— Oui, si elle m’est demandée par vous, l’homme du crime.

Gaspard se redressa :

— Et mon crime, selon vous, Monseigneur, quel est-il ?

— Rebelle aux lois.

Ainsi frappé, l’ami secret de Mme de Lizerolles retrouva toute son assurance. L’écolier de Lizerolles avait appris à mieux formuler des pensées naguère imprécises en lui. Il avait extrait de plus d’un livre et retenu des expressions, des formules complètes. Et, de ces livres, il avait pénétré tout le sens. Il mesurait toute l’importance de cette entrevue avec un personnage tel que l’évêque. Il avait toujours espéré qu’une occasion se présenterait de se révéler dans ses hauts projets à quelque puissant, capable de lui rendre témoignage. C’est pourquoi il répondit avec une certaine solennité :

— Malheur aux temps, Monseigneur, où les revendications des peuples ne peuvent se faire entendre que par la bouche des révoltés ! Malheur aux régnants qui sont sourds aux justes plaintes des peuples ! Si j’avais connu, pour faire entendre le gémissement des malheureux qui demandent justice, un autre appel qu’un cri de guerre, je l’aurais jeté ; mais sans doute le temps est loin encore dans l’avenir, où les peuples seront les ouvriers de leurs lois, et n’auront qu’à leur obéir avec fierté, puisqu’elles seront leurs propres commandements de justice ; temps heureux où ils auront en main le moyen d’approfondir les lois, pour les améliorer. C’est l’entêtement et la dureté de cœur des puissants qui crée la révolte des peuples. L’homme qui vous parle n’est point parmi les responsables, puisqu’il est parmi les victimes ! Compression et déni de justice amènent révolte fatale… Le Christ est venu au secours des petits, qu’oppriment les grands. La torture, inscrite dans les lois, est contraire aux commandements du Christ…
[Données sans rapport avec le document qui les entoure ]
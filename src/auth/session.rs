//! Signed session cookies backed by a [`SessionStore`].
//!
//! The cookie carries `<key>.<tag>` where `key` is 32 random bytes and `tag` is
//! HMAC-SHA256 over the key, both base64url without padding. The tag is checked
//! before the store is consulted, so forged cookies never cost a backend round
//! trip. The store maps `session_<key>` to the user id.

use base64::engine::general_purpose::URL_SAFE_NO_PAD;
use base64::Engine;
use cookie::{Cookie, SameSite};
use hmac::{Hmac, Mac};
use rand::RngCore;
use sha2::Sha256;
use std::sync::Arc;
use std::time::Duration;
use tracing::{debug, info, warn};

use super::store::{SessionError, SessionStore};
use super::AuthError;
use crate::ids::UserId;
use crate::server::Request;

type HmacSha256 = Hmac<Sha256>;

pub const SESSION_COOKIE: &str = "todo_session";
/// Seven days.
pub const SESSION_MAX_AGE: Duration = Duration::from_secs(7 * 24 * 60 * 60);

const SESSION_PREFIX: &str = "session_";

/// Cookie attributes shared by the session and OAuth state cookies.
#[derive(Debug, Clone)]
pub struct CookiePolicy {
    pub secure: bool,
}

impl CookiePolicy {
    /// `Set-Cookie` value for `name=value` with `HttpOnly`, `SameSite=Lax` and
    /// the given path and lifetime. A zero lifetime deletes the cookie.
    pub fn render(&self, name: &str, value: &str, path: &str, max_age: Duration) -> String {
        Cookie::build((name.to_string(), value.to_string()))
            .path(path.to_string())
            .http_only(true)
            .secure(self.secure)
            .same_site(SameSite::Lax)
            .max_age(cookie::time::Duration::seconds(
                i64::try_from(max_age.as_secs()).unwrap_or(i64::MAX),
            ))
            .build()
            .to_string()
    }
}

/// Issues, resolves and revokes sessions.
pub struct SessionManager {
    store: Arc<dyn SessionStore>,
    mac: HmacSha256,
    cookies: CookiePolicy,
}

impl SessionManager {
    /// # Errors
    ///
    /// [`SessionError::Key`] when the HMAC implementation rejects `secret`.
    pub fn new(
        store: Arc<dyn SessionStore>,
        secret: &[u8],
        cookies: CookiePolicy,
    ) -> Result<Self, SessionError> {
        let mac = HmacSha256::new_from_slice(secret).map_err(|e| SessionError::Key(e.to_string()))?;
        Ok(Self {
            store,
            mac,
            cookies,
        })
    }

    #[must_use]
    pub fn store(&self) -> &Arc<dyn SessionStore> {
        &self.store
    }

    #[must_use]
    pub fn cookie_policy(&self) -> &CookiePolicy {
        &self.cookies
    }

    /// Start a session for `user_id` and return the `Set-Cookie` value.
    ///
    /// # Errors
    ///
    /// Propagates store failures.
    pub fn login(&self, user_id: UserId) -> Result<String, SessionError> {
        let key = random_token();
        self.store.set(
            &format!("{SESSION_PREFIX}{key}"),
            &user_id.to_string(),
            SESSION_MAX_AGE,
        )?;
        info!(user_id = %user_id, "Session created");
        let value = format!("{key}.{}", self.sign(&key));
        Ok(self.cookies.render(SESSION_COOKIE, &value, "/", SESSION_MAX_AGE))
    }

    /// Resolve the user behind the request's session cookie.
    ///
    /// # Errors
    ///
    /// [`AuthError::Unauthenticated`] for a missing, forged, expired or
    /// unparsable session; [`AuthError::Session`] when the store fails.
    pub fn resolve(&self, req: &Request) -> Result<UserId, AuthError> {
        let key = req
            .cookie(SESSION_COOKIE)
            .and_then(|value| self.verify(value))
            .ok_or(AuthError::Unauthenticated)?;

        let stored = self
            .store
            .get(&format!("{SESSION_PREFIX}{key}"))?
            .ok_or(AuthError::Unauthenticated)?;

        stored.parse::<UserId>().map_err(|e| {
            warn!(error = %e, "Session record holds an invalid user id");
            AuthError::Unauthenticated
        })
    }

    /// Drop the server-side record (if any) and return a deleting `Set-Cookie`.
    ///
    /// # Errors
    ///
    /// Propagates store failures.
    pub fn logout(&self, req: &Request) -> Result<String, SessionError> {
        if let Some(key) = req.cookie(SESSION_COOKIE).and_then(|v| self.verify(v)) {
            self.store.clear(&format!("{SESSION_PREFIX}{key}"))?;
            debug!("Session record cleared");
        }
        Ok(self.expired_cookie())
    }

    /// `Set-Cookie` value that removes the session cookie from the browser.
    #[must_use]
    pub fn expired_cookie(&self) -> String {
        self.cookies.render(SESSION_COOKIE, "", "/", Duration::ZERO)
    }

    fn sign(&self, key: &str) -> String {
        let mut mac = self.mac.clone();
        mac.update(key.as_bytes());
        URL_SAFE_NO_PAD.encode(mac.finalize().into_bytes())
    }

    /// The session key inside a well-formed, correctly signed cookie value.
    fn verify<'v>(&self, value: &'v str) -> Option<&'v str> {
        let (key, tag) = value.split_once('.')?;
        let tag = URL_SAFE_NO_PAD.decode(tag).ok()?;
        let mut mac = self.mac.clone();
        mac.update(key.as_bytes());
        mac.verify_slice(&tag).ok()?;
        Some(key)
    }
}

/// 32 random bytes, base64url encoded.
pub fn random_token() -> String {
    let mut bytes = [0u8; 32];
    rand::thread_rng().fill_bytes(&mut bytes);
    URL_SAFE_NO_PAD.encode(bytes)
}
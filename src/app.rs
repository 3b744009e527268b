//! Application wiring: shared state and the route table.
//!
//! Registration order is match priority, so the literal batch routes are
//! registered before `/todos/{id}`. The middleware stack, outermost first:
//!
//! 1. [`CorsMiddleware`] (global, answers pre-flight before lookup)
//! 2. [`RecoveryMiddleware`]
//! 3. [`LoggingMiddleware`]
//! 4. [`AuthMiddleware`] on protected routes only

use std::sync::Arc;

use url::Url;

use crate::auth::{
    CookiePolicy, MemorySessionStore, OAuthFlow, ProviderRegistry, SessionError, SessionManager,
    SessionStore,
};
use crate::config::AppConfig;
use crate::handlers::{auth, general, respond, todo, ApiResult};
use crate::middleware::{
    AuthMiddleware, CorsConfigError, CorsMiddleware, Handler, LoggingMiddleware, Middleware,
    RecoveryMiddleware,
};
use crate::router::{RouteError, Router};
use crate::server::Request;
use crate::service::{TodoService, UserService};
use crate::store::{MemoryStore, TodoRepository, TxManager, UserRepository};

/// The storage seams the application runs against.
#[derive(Clone)]
pub struct Backends {
    pub todos: Arc<dyn TodoRepository>,
    pub users: Arc<dyn UserRepository>,
    pub tx: Arc<dyn TxManager>,
    pub sessions: Arc<dyn SessionStore>,
}

impl Backends {
    /// Process-local store and sessions; nothing survives a restart.
    #[must_use]
    pub fn in_memory() -> Self {
        let store = Arc::new(MemoryStore::new());
        Self {
            todos: store.clone(),
            users: store.clone(),
            tx: store,
            sessions: Arc::new(MemorySessionStore::new()),
        }
    }
}

/// Everything a handler may touch. Cheap to share behind an `Arc`.
pub struct AppState {
    pub todos: TodoService,
    pub users: UserService,
    pub sessions: Arc<SessionManager>,
    pub oauth: OAuthFlow,
    /// Post-login redirect target.
    pub frontend_url: String,
}

impl AppState {
    /// # Errors
    ///
    /// [`SessionError::Key`] when the session secret is unusable.
    pub fn new(
        backends: &Backends,
        providers: ProviderRegistry,
        config: &AppConfig,
    ) -> Result<Self, SessionError> {
        let cookies = CookiePolicy {
            secure: config.cookie_secure,
        };
        let sessions = SessionManager::new(
            Arc::clone(&backends.sessions),
            config.session_secret.as_bytes(),
            cookies.clone(),
        )?;
        Ok(Self {
            todos: TodoService::new(Arc::clone(&backends.todos)),
            users: UserService::new(Arc::clone(&backends.users), Arc::clone(&backends.tx)),
            sessions: Arc::new(sessions),
            oauth: OAuthFlow::new(providers, Arc::clone(&backends.sessions), cookies),
            frontend_url: config.frontend_url.clone(),
        })
    }
}

type Endpoint = fn(&AppState, &Request) -> ApiResult;

fn endpoint(state: &Arc<AppState>, f: Endpoint) -> impl Handler + 'static {
    let state = Arc::clone(state);
    move |req: Request| {
        let result = f(&state, &req);
        respond(&req, result)
    }
}

/// CORS policy allowing the frontend's origin with credentials.
///
/// # Errors
///
/// [`CorsConfigError::InvalidOrigin`] when `frontend_url` has no usable origin.
pub fn frontend_cors(frontend_url: &str) -> Result<CorsMiddleware, CorsConfigError> {
    let origin = Url::parse(frontend_url)
        .map(|u| u.origin().ascii_serialization())
        .map_err(|_| CorsConfigError::InvalidOrigin {
            origin: frontend_url.to_string(),
        })?;
    CorsMiddleware::for_frontend(&origin)
}

/// Build the complete router.
///
/// # Errors
///
/// [`RouteError`] if a route template is malformed.
pub fn build_router(state: Arc<AppState>, cors: CorsMiddleware) -> Result<Router, RouteError> {
    let auth: Arc<dyn Middleware> = Arc::new(AuthMiddleware::new(
        Arc::clone(&state.sessions),
        state.users.clone(),
    ));
    let mut router = Router::new();

    router
        .global(Arc::new(cors))
        .layer(Arc::new(RecoveryMiddleware))
        .layer(Arc::new(LoggingMiddleware));

    router.get("/", endpoint(&state, general::home))?;
    router.get("/health", endpoint(&state, general::health))?;

    router.get("/auth/{provider}", endpoint(&state, auth::begin))?;
    router.get("/auth/{provider}/callback", endpoint(&state, auth::callback))?;
    router.post("/logout", endpoint(&state, auth::logout))?;
    router.get("/me", endpoint(&state, auth::me))?.with(Arc::clone(&auth));
    router.delete("/me", endpoint(&state, auth::delete_me))?.with(Arc::clone(&auth));

    router.get("/todos", endpoint(&state, todo::list))?.with(Arc::clone(&auth));
    router.post("/todos", endpoint(&state, todo::create))?.with(Arc::clone(&auth));
    router
        .post("/todos/batch-complete", endpoint(&state, todo::batch_complete))?
        .with(Arc::clone(&auth));
    router
        .post("/todos/batch-delete", endpoint(&state, todo::batch_delete))?
        .with(Arc::clone(&auth));
    router.get("/todos/{id}", endpoint(&state, todo::get))?.with(Arc::clone(&auth));
    router.put("/todos/{id}", endpoint(&state, todo::update))?.with(Arc::clone(&auth));
    router.delete("/todos/{id}", endpoint(&state, todo::delete))?.with(auth);

    Ok(router)
}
— Oh ! Oh ! dit le prélat impressionné.

Il se leva, comme pour on ne sait quel involontaire hommage, mouvement qu’il regretta aussitôt.

Et, feignant de s’être levé pour arranger un pli de sa robe, il se rassit en s’occupant de ce soin, et tout en disant :

— Je ne puis vous céler, monsieur, que je trouve à vos paroles quelque chose de touchant. Elles semblent indiquer que vous seriez mieux à votre place ailleurs que sur une grand’route. Ainsi donc, vous vous plaignez du siècle ? Eh ! monsieur, vous n’êtes pas le seul, ni à vous plaindre, ni… pardonnez-moi l’expression qui est trop juste… à mériter la corde… Les mauvais exemples, je l’avoue, viennent souvent de haut. Le siècle n’est pas très sage.